Stock Reports

SK Innovation Projected to See 1,500% Increase in Operating Profit This Year… “Now Is the Time to Buy”—Hana

Second-Quarter Operating Profit Hits 1.8 Trillion Won… Exceeds Market Forecasts by 21% Group III Base Oil Supply Shortage Leads to Projected Operating Profit Margin of 41% Annual Operating Profit Estimate at 6.5 Trillion Won… Up 62% from Previous Forecast TerraPower’s Equity Value Also in the Spotlight… Target Price Raised from 170,000 to 200,000 Won

Park Sun-Yeop
2026-07-16 09:10:16
[E-Daily Reporter Park Sun-Yeop ] Forecasts indicate that SK Innovation will post second-quarter earnings this year that exceed market expectations, driven by a surge in profits from its lubricant base oil business. With refining margins improving and a continued shortage of high-grade lubricant base oil, the company’s annual operating profit is also expected to reach a record high this year.
In a report released on the 16th, Yoon Jae-sung, an analyst at Hana Securities, projected SK Innovation’s ( SK Innovation(096770)) second-quarter revenue at 30.4859 trillion won—a 44.2% increase from the same period last year—and operating profit at 1.8091 trillion won. Operating profit is expected to turn from a loss in the same period last year to a profit, exceeding market forecasts of 1.4936 trillion won by 21.1%.
(Chart: Hana Securities)

Analysts predict that even if profits in the petroleum, chemicals, and SK E&S segments decline compared to the previous quarter, improved performance in the lubricant base oil segment will largely offset this decline. The lubricant base oil segment’s second-quarter operating profit is estimated at 950.9 billion won, a 606.4% increase year-over-year, with an operating margin reaching 40.7%.
All lubricant base oils produced by SK Innovation consist of high-grade Group III products. Given that at least 10% of the global supply of Group III lubricant base oils is expected to remain disrupted until the first half of next year due to setbacks at the Qatar Pearl liquefied petroleum gas (LPG) facility, high profitability is projected to continue for the time being.
Operating profit for the petroleum business in the second quarter is projected at 881.9 billion won. This figure is estimated to be 56% lower than the previous year, reflecting inventory-related losses due to the sharp drop in oil prices, the lag effect where falling raw material prices are reflected in product prices with a delay, and the impact of domestic price caps.
The deficit at SK On, the battery subsidiary, is expected to narrow.

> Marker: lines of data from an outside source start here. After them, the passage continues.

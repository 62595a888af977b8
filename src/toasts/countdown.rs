// SPDX-License-Identifier: MPL-2.0
//! Auto-close timer.
//!
//! A countdown is a deadline that can be paused. Time is always passed in
//! explicitly so the board can be driven by the runtime's tick and by tests
//! alike.

use std::time::{Duration, Instant};

#[derive(Debug, Clone, Copy, PartialEq, Eq)]
pub struct Countdown {
    duration: Duration,
    started: Instant,
    paused_at: Option<Instant>,
    paused_for: Duration,
}

impl Countdown {
    #[must_use]
    pub fn start(duration: Duration, now: Instant) -> Self {
        Self {
            duration,
            started: now,
            paused_at: None,
            paused_for: Duration::ZERO,
        }
    }

    /// Running time since start, pauses excluded.
    #[must_use]
    pub fn elapsed(&self, now: Instant) -> Duration {
        let end = self.paused_at.unwrap_or(now);
        end.saturating_duration_since(self.started)
            .saturating_sub(self.paused_for)
    }

    #[must_use]
    pub fn remaining(&self, now: Instant) -> Duration {
        self.duration.saturating_sub(self.elapsed(now))
    }

    #[must_use]
    pub fn is_expired(&self, now: Instant) -> bool {
        self.elapsed(now) >= self.duration
    }

    /// Remaining share of the duration, `1.0` at start and `0.0` at expiry.
    #[must_use]
    pub fn fraction_remaining(&self, now: Instant) -> f32 {
        if self.duration.is_zero() {
            return 0.0;
        }
        (self.remaining(now).as_secs_f32() / self.duration.as_secs_f32()).clamp(0.0, 1.0)
    }

    #[must_use]
    pub fn is_paused(&self) -> bool {
        self.paused_at.is_some()
    }

    pub fn pause(&mut self, now: Instant) {
        if self.paused_at.is_none() {
            self.paused_at = Some(now);
        }
    }

    pub fn resume(&mut self, now: Instant) {
        if let Some(at) = self.paused_at.take() {
            self.paused_for += now.saturating_duration_since(at);
        }
    }
}

#[cfg(test)]
mod tests {
    use super::*;

    const SECOND: Duration = Duration::from_secs(1);

    #[test]
    fn expires_after_its_duration() {
        let start = Instant::now();
        let countdown = Countdown::start(SECOND, start);

        assert!(!countdown.is_expired(start + Duration::from_millis(999)));
        assert!(countdown.is_expired(start + SECOND));
    }

    #[test]
    fn fraction_remaining_decreases_linearly() {
        let start = Instant::now();
        let countdown = Countdown::start(SECOND, start);

        assert_eq!(countdown.fraction_remaining(start), 1.0);
        let half = countdown.fraction_remaining(start + Duration::from_millis(500));
        assert!((half - 0.5).abs() < 1e-3);
        assert_eq!(countdown.fraction_remaining(start + 2 * SECOND), 0.0);
    }

    #[test]
    fn pause_freezes_time_until_resumed() {
        let start = Instant::now();
        let mut countdown = Countdown::start(SECOND, start);

        countdown.pause(start + Duration::from_millis(400));
        assert!(countdown.is_paused());
        assert!(!countdown.is_expired(start + 10 * SECOND));
        assert_eq!(
            countdown.remaining(start + 10 * SECOND),
            Duration::from_millis(600)
        );

        countdown.resume(start + 10 * SECOND);
        assert!(!countdown.is_paused());
        let resumed_expiry = start + 10 * SECOND + Duration::from_millis(600);
        assert!(!countdown.is_expired(resumed_expiry - Duration::from_millis(1)));
        assert!(countdown.is_expired(resumed_expiry));
    }

    #[test]
    fn repeated_pause_keeps_first_instant() {
        let start = Instant::now();
        let mut countdown = Countdown::start(SECOND, start);

        countdown.pause(start + Duration::from_millis(100));
        countdown.pause(start + Duration::from_millis(900));
        countdown.resume(start + Duration::from_millis(1100));

        assert_eq!(
            countdown.remaining(start + Duration::from_millis(1100)),
            Duration::from_millis(900)
        );
    }

    #[test]
    fn zero_duration_is_immediately_expired() {
        let start = Instant::now();
        let countdown = Countdown::start(Duration::ZERO, start);
        assert!(countdown.is_expired(start));
        assert_eq!(countdown.fraction_remaining(start), 0.0);
    }
}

Analysts project that the second-quarter operating loss will be 272.8 billion won—an improvement of 76.4 billion won from the previous quarter—driven by expanded production and sales volumes, as well as increased benefits from the U.S. Advanced Manufacturing Production Tax Credit. Since SK Enmove, which was in charge of the lubricant base oil business, was absorbed by SK On and is now operated as an independent business unit within the company, the boom in the lubricant base oil market is expected to help alleviate SK On’s financial burden.
Hana Securities raised its estimate for SK Innovation’s full-year operating profit this year by 62.3%, from 4.0207 trillion won to 6.5248 trillion won. This represents a 1,504.7% year-over-year increase and is a record high. The estimate for next year’s operating profit was also raised by 60.7%, from 3.8657 trillion won to 6.2103 trillion won.
Strong refining margins and falling crude oil prices from oil-producing countries were also cited as factors improving the profits and valuations of domestic refining companies. Although SK Innovation has approximately twice the refining and paraxylene production capacity of S-Oil and about three times the Group III lubricant base oil production capacity, the gap in market capitalization between the two companies has recently narrowed to between 2 trillion and 3 trillion won.
Analyst Yoon assessed that, considering the value of the merger with SK E&S and its oil exploration and production business, SK Innovation’s enterprise value is excessively low compared to S-Oil. Accordingly, he maintained a “Buy” rating and raised the target price from 170,000 won to 200,000 won.
TerraPower, a next-generation small modular reactor (SMR) company, was also cited as a medium- to long-term growth driver. SK Innovation is estimated to hold approximately a 5% stake in TerraPower. Considering the enterprise values of competitors X-Energy and Oklo, the value of SK Innovation’s stake was estimated at approximately 600 billion won.
TerraPower is developing “Sodium,” a next-generation sodium-cooled fast reactor. The company aims to complete its first unit by 2030 and begin commercial operation in 2031. It has already secured 12 projects in the U.S., eight of which are understood to be part of a collaboration with Meta.
Researcher Yoon stated, “Based on its experience in the U.S. market, SK Innovation is expected to meet the power demand of domestic AI data centers and the semiconductor and steel industries starting in the mid-2030s, and subsequently pursue entry into the Southeast Asian market,” adding, “Considering the strength of its absolute earnings and its relative value compared to competitors, now is the time to buy.”